Alice Weidel’in başkanlığındaki AfD, seçimdeki başarısıyla dikkat çekerek Almanya'daki siyasi denklemi değiştirdi.
Almanya’da dün gerçekleştirilen kritik seçimlerde aşırı sağcı Almanya İçin Alternatif (AfD) Partisi, bir önceki seçime kıyasla neredeyse iki katı oranında oy alarak ikinci sıraya yerleşti.
AfD, geçici olarak açıklanan resmi verilere göre Hristiyan Demokrat Birlik Partisi (CDU) ve Bavyera eyaletinde teşkilatlanmış kardeş parti Hristiyan Sosyal Birlik Partisi (CSU) ile oluşturduğu CDU/CSU koalisyonunu geride bırakarak büyük bir çıkış yaptı. CDU/CSU, oyların yüzde 28,6’sını alarak birinci sırada yer aldı.
AFD’NİN OY ORANI YÜKSELDİ
AfD, seçimlerde beklentileri karşılayamadı ve anketlerde öngörülen oy oranını yakalayamadı. Ancak, bir önceki seçimlere kıyasla 10,4 puanlık bir artışla yüzde 20,8 oy oranına ulaşarak ikinci sıraya yerleşti.

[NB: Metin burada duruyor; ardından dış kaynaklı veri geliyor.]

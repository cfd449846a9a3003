//! Test helpers for behavioral specifications.
//!
//! Provides a small DSL for testing shiftscan CLI behavior.

#![allow(clippy::unwrap_used, clippy::expect_used, clippy::panic)]

pub use assert_cmd::prelude::*;
pub use predicates;
pub use predicates::prelude::{Predicate, PredicateBooleanExt};
use std::marker::PhantomData;
use std::path::{Path, PathBuf};
use std::process::Command;

/// Trait for converting into a string predicate.
/// Allows passing `&str` (as contains) or any `Predicate<str>`.
pub trait IntoStrPredicate<P: Predicate<str>> {
    fn into_predicate(self) -> P;
}

impl IntoStrPredicate<predicates::str::ContainsPredicate> for &str {
    fn into_predicate(self) -> predicates::str::ContainsPredicate {
        predicates::str::contains(self)
    }
}

impl<P: Predicate<str>> IntoStrPredicate<P> for P {
    fn into_predicate(self) -> P {
        self
    }
}

/// Returns a Command configured to run the shiftscan binary
pub fn shiftscan_cmd() -> Command {
    let mut cmd = Command::new(assert_cmd::cargo::cargo_bin!("shiftscan"));
    cmd.env_remove("SHIFTSCAN_CONFIG")
        .env_remove("SHIFTSCAN_LOG")
        .env_remove("COLOR")
        .env_remove("NO_COLOR");
    cmd
}

/// Create a scan builder
pub fn scan() -> ScanBuilder<Text> {
    ScanBuilder::new()
}

/// Typestate markers for output mode
pub struct Text;
pub struct Json;

/// Value passed to `-o` for each output mode
pub trait OutputMode {
    const FLAG: &'static str;
}

impl OutputMode for Text {
    const FLAG: &'static str = "text";
}

impl OutputMode for Json {
    const FLAG: &'static str = "json";
}

/// Scan command builder for fluent test assertions
pub struct ScanBuilder<Mode = Text> {
    dir: Option<PathBuf>,
    args: Vec<String>,
    envs: Vec<(String, String)>,
    _mode: PhantomData<Mode>,
}

#[allow(dead_code)]
impl ScanBuilder<Text> {
    fn new() -> Self {
        Self {
            dir: None,
            args: Vec::new(),
            envs: Vec::new(),
            _mode: PhantomData,
        }
    }

    pub fn json(self) -> ScanBuilder<Json> {
        ScanBuilder {
            dir: self.dir,
            args: self.args,
            envs: self.envs,
            _mode: PhantomData,
        }
    }

    pub fn matches(self) -> RunAssert {
        run_exits(self.command(), 0)
    }

    pub fn finds_nothing(self) -> RunAssert {
        run_exits(self.command(), 1)
    }

    pub fn exits(self, code: i32) -> RunAssert {
        run_exits(self.command(), code)
    }
}

#[allow(dead_code)]
impl ScanBuilder<Json> {
    pub fn matches(self) -> serde_json::Value {
        let output = run_exits(self.command(), 0);
        serde_json::from_slice(&output.output.stdout).expect("output should be valid JSON")
    }

    pub fn finds_nothing(self) -> serde_json::Value {
        let output = run_exits(self.command(), 1);
        serde_json::from_slice(&output.output.stdout).expect("output should be valid JSON")
    }
}

#[allow(dead_code)]
impl<Mode: OutputMode> ScanBuilder<Mode> {
    /// Run inside a fixture directory
    pub fn on(mut self, fixture_name: &str) -> Self {
        self.dir = Some(fixture(fixture_name));
        self
    }

    /// Run inside an arbitrary directory
    pub fn pwd(mut self, path: impl Into<PathBuf>) -> Self {
        self.dir = Some(path.into());
        self
    }

    pub fn args(mut self, args: &[&str]) -> Self {
        self.args.extend(args.iter().map(|s| s.to_string()));
        self
    }

    pub fn env(mut self, key: &str, value: &str) -> Self {
        self.envs.push((key.to_string(), value.to_string()));
        self
    }

    fn command(self) -> Command {
        let mut cmd = shiftscan_cmd();
        cmd.arg("scan");
        if self.args.iter().all(|a| a != "-o") {
            cmd.args(["-o", Mode::FLAG]);
        }
        cmd.args(&self.args);
        if let Some(dir) = self.dir {
            cmd.current_dir(dir);
        }
        for (key, value) in &self.envs {
            cmd.env(key, value);
        }
        cmd
    }
}

fn run_exits(mut cmd: Command, code: i32) -> RunAssert {
    let output = cmd.output().expect("command should run");
    assert_eq!(
        output.status.code(),
        Some(code),
        "unexpected exit code\nstdout:\n{}\nstderr:\n{}",
        String::from_utf8_lossy(&output.stdout),
        String::from_utf8_lossy(&output.stderr)
    );
    RunAssert { output }
}

/// Result of a run for chaining assertions
pub struct RunAssert {
    output: std::process::Output,
}

#[allow(dead_code)]
impl RunAssert {
    /// Get stdout as string
    pub fn stdout(&self) -> String {
        String::from_utf8_lossy(&self.output.stdout).into_owned()
    }

    /// Get stderr as string
    pub fn stderr(&self) -> String {
        String::from_utf8_lossy(&self.output.stderr).into_owned()
    }

    /// Assert stdout equals expected (with diff on failure)
    pub fn stdout_eq(self, expected: &str) -> Self {
        let stdout = self.stdout();
        similar_asserts::assert_eq!(stdout.as_str(), expected);
        self
    }

    /// Assert stdout matches predicate.
    pub fn stdout_has<I, P>(self, predicate: I) -> Self
    where
        I: IntoStrPredicate<P>,
        P: Predicate<str>,
    {
        let stdout = self.stdout();
        assert!(
            predicate.into_predicate().eval(&stdout),
            "stdout predicate failed:\n{}",
            stdout
        );
        self
    }

    /// Assert stdout does not match predicate.
    pub fn stdout_lacks<I, P>(self, predicate: I) -> Self
    where
        I: IntoStrPredicate<P>,
        P: Predicate<str>,
    {
        let stdout = self.stdout();
        assert!(
            !predicate.into_predicate().eval(&stdout),
            "stdout should NOT match predicate:\n{}",
            stdout
        );
        self
    }

    /// Assert stderr does not match predicate.
    pub fn stderr_lacks<I, P>(self, predicate: I) -> Self
    where
        I: IntoStrPredicate<P>,
        P: Predicate<str>,
    {
        let stderr = self.stderr();
        assert!(
            !predicate.into_predicate().eval(&stderr),
            "stderr should NOT match predicate:\n{}",
            stderr
        );
        self
    }

    /// Assert stderr matches predicate.
    pub fn stderr_has<I, P>(self, predicate: I) -> Self
    where
        I: IntoStrPredicate<P>,
        P: Predicate<str>,
    {
        let stderr = self.stderr();
        assert!(
            predicate.into_predicate().eval(&stderr),
            "stderr predicate failed:\n{}",
            stderr
        );
        self
    }
}

/// Get path to a test fixture directory
pub fn fixture(name: &str) -> PathBuf {
    let manifest_dir =
        std::env::var("CARGO_MANIFEST_DIR").expect("CARGO_MANIFEST_DIR should be set");
    PathBuf::from(manifest_dir)
        .parent()
        .expect("parent should exist")
        .parent()
        .expect("grandparent should exist")
        .join("tests")
        .join("fixtures")
        .join(name)
}

/// Temporary project directory
pub struct Project {
    dir: tempfile::TempDir,
}

#[allow(dead_code)]
impl Project {
    /// Create an empty project (marked as a git root so discovery stops here)
    pub fn empty() -> Self {
        let dir = tempfile::tempdir().unwrap();
        std::fs::create_dir(dir.path().join(".git")).unwrap();
        Self { dir }
    }

    /// Get the project path
    pub fn path(&self) -> &Path {
        self.dir.path()
    }

    /// Write shiftscan.toml (auto-prefixes with `version = 1` if not present)
    pub fn config(&self, content: &str) {
        let content = if content.contains("version") {
            content.to_string()
        } else {
            format!("version = 1\n{}", content)
        };
        std::fs::write(self.dir.path().join("shiftscan.toml"), content).unwrap();
    }

    /// Write a file at the given path (parent directories created automatically)
    pub fn file(&self, path: impl AsRef<Path>, content: &str) {
        let full_path = self.dir.path().join(path.as_ref());
        if let Some(parent) = full_path.parent() {
            std::fs::create_dir_all(parent).unwrap();
        }
        std::fs::write(full_path, content).unwrap();
    }
}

Almanya’daki aşırı sağcı yükselişin ve AfD’nin seçim başarısının en önemli faktörlerinden biri olarak, partinin eş başkanı Alice Weidel öne çıkıyor.
ALICE WEIDEL’İN SİYASETE GİRİŞİ
AfD’nin bu seçimde başbakan adayı olan Alice Weidel, aşırı sağcı, erkek egemen ve göçmen karşıtı bir partinin alışılmadık bir temsilcisi olarak dikkat çekiyor.
Sri Lanka doğumlu bir film yapımcısından iki çocuk annesi olan Weidel, aynı zamanda Çin’de ekonomi doktorası yaparak Mandarin dilini akıcı bir şekilde konuşuyor.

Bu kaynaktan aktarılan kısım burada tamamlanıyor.